The force of a double negative construction includes obviously negative words like

not ain’t no none never nowhere
barely scarcely hardly.

Common double negative situations and possible ways to convey them in more formal situations are listed below. Writers should notice that, in each case, one of the negative words has been replaced with a word having a positive meaning, so the net negatives in the sentence are reduced. The word any often appears in the formal versions. The same sentiment is being expressed in each case, although the language is different.

  • I don’t need none. → I don’t need any.
  • I don’t want to go nowhere. → I don’t want to go anywhere.
  • I can’t get no satisfaction. → I can’t get any satisfaction.
  • I’m not gonna do no homework today. → I’m not going to do any homework today.
  • I barely got no sleep last night. → I barely got any sleep last night.
  • It was so hot, I couldn’t hardly breathe. → It was so hot, I could hardly breathe.
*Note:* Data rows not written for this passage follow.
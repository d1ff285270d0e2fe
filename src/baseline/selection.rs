//! Correlation-based automatic feature selection
//!
//! Pearson correlation against the target with p-values from a Student's t
//! distribution (statrs). Selection thresholds on |r|; the p-value rides
//! along in the report so operators can judge the evidence.

use serde::Serialize;
use statrs::distribution::{ContinuousCDF, StudentsT};
use utoipa::ToSchema;

/// Features with |r| to the target below this are rejected.
pub const MIN_TARGET_CORRELATION: f64 = 0.05;

/// Pairwise |r| above this marks two features as collinear; the one with the
/// weaker target correlation is pruned.
pub const COLLINEARITY_LIMIT: f64 = 0.95;

/// Correlation of one candidate feature with the target.
#[derive(Debug, Clone, Serialize, ToSchema)]
pub struct FeatureCorrelation {
    pub feature: String,
    pub r_value: f64,
    pub r_squared: f64,
    pub p_value: f64,
    pub sample_count: usize,
}

/// A candidate removed during selection, and why.
#[derive(Debug, Clone, Serialize, ToSchema)]
pub struct RejectedFeature {
    pub feature: String,
    pub reason: String,
}

/// Outcome of the auto-selection pass.
#[derive(Debug, Clone)]
pub struct SelectionOutcome {
    /// Surviving feature keys, input order preserved.
    pub retained: Vec<String>,
    /// Target correlations of the retained features, strongest first.
    pub correlations: Vec<FeatureCorrelation>,
    pub rejected: Vec<RejectedFeature>,
}

/// Pearson correlation coefficient.
///
/// Formula: r = Σ[(xi − x̄)(yi − ȳ)] / sqrt(Σ(xi − x̄)² × Σ(yi − ȳ)²)
pub fn pearson(x: &[f64], y: &[f64]) -> f64 {
    let n = x.len() as f64;
    if x.is_empty() || x.len() != y.len() {
        return 0.0;
    }
    let sum_x: f64 = x.iter().sum();
    let sum_y: f64 = y.iter().sum();
    let sum_xy: f64 = x.iter().zip(y.iter()).map(|(a, b)| a * b).sum();
    let sum_x2: f64 = x.iter().map(|a| a * a).sum();
    let sum_y2: f64 = y.iter().map(|a| a * a).sum();

    let numerator = n * sum_xy - sum_x * sum_y;
    let denominator = ((n * sum_x2 - sum_x.powi(2)) * (n * sum_y2 - sum_y.powi(2))).sqrt();

    if denominator == 0.0 {
        0.0
    } else {
        numerator / denominator
    }
}

/// Two-tailed p-value for a correlation via t = r·sqrt(n−2)/sqrt(1−r²).
pub fn p_value_for_r(r: f64, n: usize) -> f64 {
    if n < 3 {
        return 1.0;
    }
    if r.abs() >= 0.9999 {
        return 0.0;
    }

    let df = (n - 2) as f64;
    let t_stat = r * df.sqrt() / (1.0 - r * r).sqrt();

    match StudentsT::new(0.0, 1.0, df) {
        Ok(dist) => 2.0 * (1.0 - dist.cdf(t_stat.abs())),
        Err(_) => 1.0,
    }
}

/// Run the selection pass over column-major candidates.
///
/// `columns` pairs each feature key with its value vector; all vectors and
/// `target` must have equal length (rows are already cleaned).
pub fn select_features(columns: &[(String, Vec<f64>)], target: &[f64]) -> SelectionOutcome {
    let n = target.len();
    let mut rejected = Vec::new();

    // 1. target-correlation filter
    let mut survivors: Vec<(String, &Vec<f64>, FeatureCorrelation)> = Vec::new();
    for (key, values) in columns {
        let r = pearson(values, target);
        let correlation = FeatureCorrelation {
            feature: key.clone(),
            r_value: r,
            r_squared: r * r,
            p_value: p_value_for_r(r, n),
            sample_count: n,
        };
        if r.abs() < MIN_TARGET_CORRELATION {
            rejected.push(RejectedFeature {
                feature: key.clone(),
                reason: format!(
                    "target correlation |r|={:.3} below {MIN_TARGET_CORRELATION}",
                    r.abs()
                ),
            });
        } else {
            survivors.push((key.clone(), values, correlation));
        }
    }

    // 2. multicollinearity prune: of a collinear pair, keep the feature with
    //    the stronger target correlation
    let mut pruned = vec![false; survivors.len()];
    for i in 0..survivors.len() {
        if pruned[i] {
            continue;
        }
        for j in (i + 1)..survivors.len() {
            if pruned[j] {
                continue;
            }
            let pair_r = pearson(survivors[i].1, survivors[j].1);
            if pair_r.abs() > COLLINEARITY_LIMIT {
                let (drop, keep) =
                    if survivors[i].2.r_value.abs() >= survivors[j].2.r_value.abs() {
                        (j, i)
                    } else {
                        (i, j)
                    };
                pruned[drop] = true;
                rejected.push(RejectedFeature {
                    feature: survivors[drop].0.clone(),
                    reason: format!(
                        "collinear with '{}' (|r|={:.3})",
                        survivors[keep].0,
                        pair_r.abs()
                    ),
                });
            }
        }
    }

    let retained: Vec<String> = survivors
        .iter()
        .zip(pruned.iter())
        .filter(|(_, &p)| !p)
        .map(|((key, _, _), _)| key.clone())
        .collect();

    let mut correlations: Vec<FeatureCorrelation> = survivors
        .into_iter()
        .zip(pruned)
        .filter(|(_, p)| !p)
        .map(|((_, _, c), _)| c)
        .collect();
    correlations.sort_by(|a, b| {
        b.r_value
            .abs()
            .partial_cmp(&a.r_value.abs())
            .unwrap_or(std::cmp::Ordering::Equal)
    });

    SelectionOutcome {
        retained,
        correlations,
        rejected,
    }
}

#[cfg(test)]
mod tests {
    use super::*;

    #[test]
    fn perfect_correlation_is_significant() {
        let x: Vec<f64> = (0..100).map(|i| i as f64).collect();
        let y = x.clone();
        let r = pearson(&x, &y);
        assert!((r - 1.0).abs() < 1e-9);
        assert!(p_value_for_r(r, 100) < 0.05);
    }

    #[test]
    fn p_value_reference_points() {
        // r=0.5, n=30 → p ≈ 0.005
        let p = p_value_for_r(0.5, 30);
        assert!(p < 0.01 && p > 0.001, "p = {p}");
        // r=0.2, n=30 → clearly not significant
        assert!(p_value_for_r(0.2, 30) > 0.2);
    }

    #[test]
    fn weak_feature_is_rejected() {
        let target: Vec<f64> = (0..100).map(|i| i as f64).collect();
        let strong = target.iter().map(|v| v * 2.0 + 1.0).collect::<Vec<_>>();
        // alternating noise, essentially uncorrelated with the ramp
        let weak: Vec<f64> = (0..100).map(|i| if i % 2 == 0 { 50.0 } else { 51.0 }).collect();

        let outcome = select_features(
            &[
                ("production".to_string(), strong),
                ("noise".to_string(), weak),
            ],
            &target,
        );

        assert_eq!(outcome.retained, vec!["production".to_string()]);
        assert_eq!(outcome.rejected.len(), 1);
        assert_eq!(outcome.rejected[0].feature, "noise");
        assert!(outcome.rejected[0].reason.contains("target correlation"));
    }

    #[test]
    fn collinear_pair_keeps_stronger_feature() {
        let target: Vec<f64> = (0..100).map(|i| i as f64).collect();
        // both collinear with each other; 'exact' tracks the target better
        let exact: Vec<f64> = target.iter().map(|v| v * 3.0).collect();
        let shifted: Vec<f64> = target
            .iter()
            .enumerate()
            .map(|(i, v)| v * 3.0 + if i % 10 == 0 { 2.0 } else { 0.0 })
            .collect();

        let outcome = select_features(
            &[
                ("exact".to_string(), exact),
                ("shifted".to_string(), shifted),
            ],
            &target,
        );

        assert_eq!(outcome.retained, vec!["exact".to_string()]);
        assert!(outcome
            .rejected
            .iter()
            .any(|r| r.feature == "shifted" && r.reason.contains("collinear")));
    }

    #[test]
    fn correlations_sorted_by_strength() {
        let target: Vec<f64> = (0..100).map(|i| i as f64).collect();
        let strong: Vec<f64> = target.iter().map(|v| v * 2.0).collect();
        let medium: Vec<f64> = target
            .iter()
            .enumerate()
            .map(|(i, v)| v + ((i * 37) % 50) as f64)
            .collect();

        let outcome = select_features(
            &[
                ("medium".to_string(), medium),
                ("strong".to_string(), strong),
            ],
            &target,
        );

        assert_eq!(outcome.correlations[0].feature, "strong");
        for pair in outcome.correlations.windows(2) {
            assert!(pair[0].r_value.abs() >= pair[1].r_value.abs());
        }
    }

    #[test]
    fn empty_candidates_produce_empty_outcome() {
        let outcome = select_features(&[], &[1.0, 2.0, 3.0]);
        assert!(outcome.retained.is_empty());
        assert!(outcome.correlations.is_empty());
        assert!(outcome.rejected.is_empty());
    }
}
There are also occasions in which triple negatives are used to evoke an even greater sense of negation:

  • I ain’t never gonna do no homework.
  • I ain’t gonna take nothing from nobody.
  • You ain’t never gonna go nowhere with me if you act like that.

In formal situations, these would also be reduced to the use of a single negative:

  • I’m not ever going to do any homework.
  • I’m not going to take anything from anybody.
  • You aren’t ever going to go anywhere with me if you act like that.

With words that have negative prefixes, like

in- un- non-
  • That person is not unfamiliar to me. → That person is familiar to me.
  • This essay is clearly not nonsense. → This essay is clearly sensible.
  • I receive a not insufficient allowance. → I receive a sufficient allowance.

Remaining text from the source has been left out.